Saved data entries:
□ □ □ □
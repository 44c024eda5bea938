//! Naive Bayes classifier
//!
//! Gaussian likelihoods for numeric attributes, Laplace-smoothed
//! frequency tables for categorical ones. Missing slots contribute no
//! likelihood term, at training and prediction time alike.

use std::f64::consts::PI;

use ndarray::{Array1, ArrayView1};
use serde::{Deserialize, Serialize};

use crate::dataset::Dataset;
use crate::error::{ModelyardError, Result};
use crate::schema::AttributeKind;

const VAR_SMOOTHING: f64 = 1e-9;

/// Per-feature conditional model, indexed by class.
#[derive(Debug, Clone, Serialize, Deserialize)]
enum FeatureModel {
    Gaussian { means: Vec<f64>, variances: Vec<f64> },
    /// probs[class][domain value]
    Table { probs: Vec<Vec<f64>> },
}

#[derive(Debug, Clone, Serialize, Deserialize)]
pub struct NaiveBayes {
    priors: Vec<f64>,
    features: Vec<FeatureModel>,
    n_classes: usize,
}

impl Default for NaiveBayes {
    fn default() -> Self {
        Self::new()
    }
}

impl NaiveBayes {
    pub fn new() -> Self {
        Self {
            priors: Vec::new(),
            features: Vec::new(),
            n_classes: 0,
        }
    }

    pub fn fit(&mut self, data: &Dataset) -> Result<()> {
        let n_classes = data.schema().class_labels()?.len();
        let (x, y) = data.labeled()?;
        self.n_classes = n_classes;

        let mut class_counts = vec![0.0f64; n_classes];
        for &label in &y {
            class_counts[label] += 1.0;
        }
        let n = y.len() as f64;
        self.priors = class_counts.iter().map(|&c| c / n).collect();

        let feature_kinds: Vec<&AttributeKind> =
            data.schema().features().map(|a| &a.kind).collect();

        self.features = feature_kinds
            .iter()
            .enumerate()
            .map(|(j, kind)| match kind {
                AttributeKind::Numeric => {
                    let mut means = vec![0.0; n_classes];
                    let mut variances = vec![0.0; n_classes];
                    for class in 0..n_classes {
                        let values: Vec<f64> = y
                            .iter()
                            .enumerate()
                            .filter(|(_, &label)| label == class)
                            .map(|(i, _)| x[[i, j]])
                            .filter(|v| !v.is_nan())
                            .collect();
                        if values.is_empty() {
                            variances[class] = VAR_SMOOTHING;
                            continue;
                        }
                        let m = values.iter().sum::<f64>() / values.len() as f64;
                        let v = values.iter().map(|&v| (v - m).powi(2)).sum::<f64>()
                            / values.len() as f64;
                        means[class] = m;
                        variances[class] = v + VAR_SMOOTHING;
                    }
                    FeatureModel::Gaussian { means, variances }
                }
                AttributeKind::Categorical { domain } => {
                    let d = domain.len();
                    let mut probs = vec![vec![0.0f64; d]; n_classes];
                    let mut totals = vec![0.0f64; n_classes];
                    for (i, &label) in y.iter().enumerate() {
                        let v = x[[i, j]];
                        if v.is_nan() {
                            continue;
                        }
                        probs[label][v as usize] += 1.0;
                        totals[label] += 1.0;
                    }
                    // Laplace smoothing
                    for class in 0..n_classes {
                        for p in probs[class].iter_mut() {
                            *p = (*p + 1.0) / (totals[class] + d as f64);
                        }
                    }
                    FeatureModel::Table { probs }
                }
            })
            .collect();

        Ok(())
    }

    pub fn predict_distribution(&self, row: ArrayView1<f64>) -> Result<Array1<f64>> {
        if self.features.is_empty() {
            return Err(ModelyardError::Validation(
                "classifier is not fitted".to_string(),
            ));
        }
        if row.len() != self.features.len() {
            return Err(ModelyardError::Validation(format!(
                "feature row has {} slots, model expects {}",
                row.len(),
                self.features.len()
            )));
        }

        let mut log_probs: Vec<f64> = (0..self.n_classes)
            .map(|class| self.priors[class].max(f64::MIN_POSITIVE).ln())
            .collect();

        for (j, model) in self.features.iter().enumerate() {
            let v = row[j];
            if v.is_nan() {
                continue;
            }
            for (class, lp) in log_probs.iter_mut().enumerate() {
                *lp += match model {
                    FeatureModel::Gaussian { means, variances } => {
                        let var = variances[class];
                        -0.5 * ((v - means[class]).powi(2) / var + var.ln() + (2.0 * PI).ln())
                    }
                    FeatureModel::Table { probs } => {
                        // A value outside the training domain falls back to
                        // the smallest smoothed mass in the table
                        let floor = probs[class].iter().cloned().fold(1.0, f64::min);
                        probs[class].get(v as usize).copied().unwrap_or(floor).ln()
                    }
                };
            }
        }

        // Log-sum-exp normalization
        let max = log_probs.iter().cloned().fold(f64::NEG_INFINITY, f64::max);
        let sum: f64 = log_probs.iter().map(|&lp| (lp - max).exp()).sum();
        Ok(Array1::from_iter(
            log_probs.iter().map(|&lp| (lp - max).exp() / sum),
        ))
    }
}

#[cfg(test)]
mod tests {
    use super::*;
    use crate::schema::{AttributeDescriptor, AttributeSchema};
    use ndarray::array;

    fn mixed_dataset() -> Dataset {
        let schema = AttributeSchema::new(
            "mixed",
            vec![
                AttributeDescriptor::numeric("amount", 0),
                AttributeDescriptor::categorical(
                    "channel",
                    1,
                    vec!["web".into(), "branch".into()],
                ),
                AttributeDescriptor::categorical("fraud", 2, vec!["no".into(), "yes".into()]),
            ],
            None,
        )
        .unwrap();
        let rows = array![
            [10.0, 1.0, 0.0],
            [12.0, 1.0, 0.0],
            [11.0, 0.0, 0.0],
            [14.0, 1.0, 0.0],
            [95.0, 0.0, 1.0],
            [90.0, 0.0, 1.0],
            [105.0, 0.0, 1.0],
            [99.0, 1.0, 1.0],
        ];
        Dataset::new(schema, rows).unwrap()
    }

    #[test]
    fn test_separates_classes() {
        let data = mixed_dataset();
        let mut nb = NaiveBayes::new();
        nb.fit(&data).unwrap();

        let dist = nb.predict_distribution(array![11.0, 1.0].view()).unwrap();
        assert!(dist[0] > dist[1]);
        let dist = nb.predict_distribution(array![100.0, 0.0].view()).unwrap();
        assert!(dist[1] > dist[0]);
    }

    #[test]
    fn test_distribution_sums_to_one() {
        let data = mixed_dataset();
        let mut nb = NaiveBayes::new();
        nb.fit(&data).unwrap();
        let dist = nb.predict_distribution(array![50.0, 0.0].view()).unwrap();
        assert!((dist.sum() - 1.0).abs() < 1e-9);
    }

    #[test]
    fn test_missing_slots_skipped() {
        let data = mixed_dataset();
        let mut nb = NaiveBayes::new();
        nb.fit(&data).unwrap();
        let dist = nb
            .predict_distribution(array![f64::NAN, f64::NAN].view())
            .unwrap();
        // With everything missing the distribution reduces to the priors
        assert!((dist[0] - 0.5).abs() < 1e-9);
        assert!((dist.sum() - 1.0).abs() < 1e-9);
    }

    #[test]
    fn test_wrong_row_length_rejected() {
        let data = mixed_dataset();
        let mut nb = NaiveBayes::new();
        nb.fit(&data).unwrap();
        assert!(nb.predict_distribution(array![1.0].view()).is_err());
    }
}
//! Modelyard - classifier lifecycle engine
//!
//! Trains, stores, serves and evaluates classification models over
//! schema-described tabular datasets (ARFF or CSV):
//!
//! - [`dataset`] - ARFF/CSV loading with schema inference
//! - [`schema`] - attribute descriptors and the training schema
//! - [`classifiers`] - the pluggable classification algorithms
//! - [`vector`] - feature maps to model-aligned feature rows
//! - [`training`] - train, cross-validate, persist, register
//! - [`registry`] - in-memory model registry with an active pointer
//! - [`storage`] - model/schema artifact pairs on disk
//! - [`prediction`] - single and batch classification
//! - [`evaluation`] - confusion-matrix metrics and reports
//! - [`cli`] - command-line interface

pub mod error;

pub mod classifiers;
pub mod dataset;
pub mod schema;
pub mod vector;

pub mod evaluation;
pub mod prediction;
pub mod registry;
pub mod storage;
pub mod training;

pub mod cli;

pub use classifiers::{Algorithm, TrainedClassifier};
pub use dataset::{Dataset, DatasetLoader};
pub use error::{ModelyardError, Result};
pub use evaluation::{ConfusionMatrix, EvaluationReport, EvaluationService};
pub use prediction::{Prediction, PredictionService};
pub use registry::{ModelRecord, ModelRegistry, ModelSummary};
pub use schema::{AttributeDescriptor, AttributeKind, AttributeSchema};
pub use storage::ArtifactStore;
pub use training::{ScopedSource, TrainingOutcome, TrainingPipeline};
pub use vector::{FeatureMap, FeatureVectorBuilder};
□ □ □ □
Exercise instructions » Using the records above, set down exactly the lines from the one with "numeric attributes, Laplace-smoothed" through the one with "indexed by class.", inclusive, and nothing more.

Output »
//! Gaussian likelihoods for numeric attributes, Laplace-smoothed
//! frequency tables for categorical ones. Missing slots contribute no
//! likelihood term, at training and prediction time alike.

use std::f64::consts::PI;

use ndarray::{Array1, ArrayView1};
use serde::{Deserialize, Serialize};

use crate::dataset::Dataset;
use crate::error::{ModelyardError, Result};
use crate::schema::AttributeKind;

const VAR_SMOOTHING: f64 = 1e-9;

/// Per-feature conditional model, indexed by class.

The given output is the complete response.